**About this exercise**
Below are the records; work out how many lines among them contain "ConnectionTracker", and write nothing besides that number.

[Stored items]
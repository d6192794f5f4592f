//! The request as handlers see it.

use std::fmt::Write as _;
use std::future::Future;

use bytes::Bytes;
use http::{HeaderMap, Method};

use crate::shutdown::{ConnectionToken, ConnectionTracker, ShutdownSignal};

/// A fully collected inbound request plus the listener context it arrived on.
#[derive(Debug, Clone)]
pub struct InboundRequest {
    pub(crate) method: Method,
    pub(crate) path: String,
    pub(crate) query: Option<String>,
    pub(crate) headers: HeaderMap,
    pub(crate) body: Bytes,
    pub(crate) shutdown: ShutdownSignal,
    pub(crate) tracker: ConnectionTracker,
}

impl InboundRequest {
    /// Builds a request outside a listener, for driving handlers directly.
    pub fn new(method: Method, path: impl Into<String>, body: impl Into<Bytes>) -> Self {
        Self {
            method,
            path: path.into(),
            query: None,
            headers: HeaderMap::new(),
            body: body.into(),
            shutdown: ShutdownSignal::new(),
            tracker: ConnectionTracker::new(),
        }
    }

    /// Replaces the shutdown signal the request observes.
    pub fn with_shutdown(mut self, shutdown: ShutdownSignal) -> Self {
        self.shutdown = shutdown;
        self
    }

    /// Replaces the tracker detached work registers with.
    pub fn with_tracker(mut self, tracker: ConnectionTracker) -> Self {
        self.tracker = tracker;
        self
    }

    /// Request method.
    pub fn method(&self) -> &Method {
        &self.method
    }

    /// Request path without the query.
    pub fn path(&self) -> &str {
        &self.path
    }

    /// Query string, if any.
    pub fn query(&self) -> Option<&str> {
        self.query.as_deref()
    }

    /// Request headers.
    pub fn headers(&self) -> &HeaderMap {
        &self.headers
    }

    /// Collected request body.
    pub fn body(&self) -> &Bytes {
        &self.body
    }

    /// The process-wide shutdown signal.
    pub fn shutdown(&self) -> &ShutdownSignal {
        &self.shutdown
    }

    /// Owned future completing when the serving context is cancelled.
    pub fn cancelled(&self) -> impl Future<Output = ()> + Send + 'static {
        self.shutdown.cancelled()
    }

    /// Registers detached work with the listener so shutdown waits for it.
    pub fn hold(&self) -> ConnectionToken {
        self.tracker.acquire()
    }

    /// Renders the request the way a wire dump reads, for debug logs.
    pub fn dump(&self) -> String {
        let mut out = format!("{} {}", self.method, self.path);
        if let Some(query) = &self.query {
            let _ = write!(out, "?{query}");
        }
        for (name, value) in &self.headers {
            let _ = write!(
                out,
                "\n{}: {}",
                name,
                value.to_str().unwrap_or("<binary>")
            );
        }
        if !self.body.is_empty() {
            let _ = write!(out, "\n\n{}", String::from_utf8_lossy(&self.body));
        }
        out
    }
}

**Answer below**
4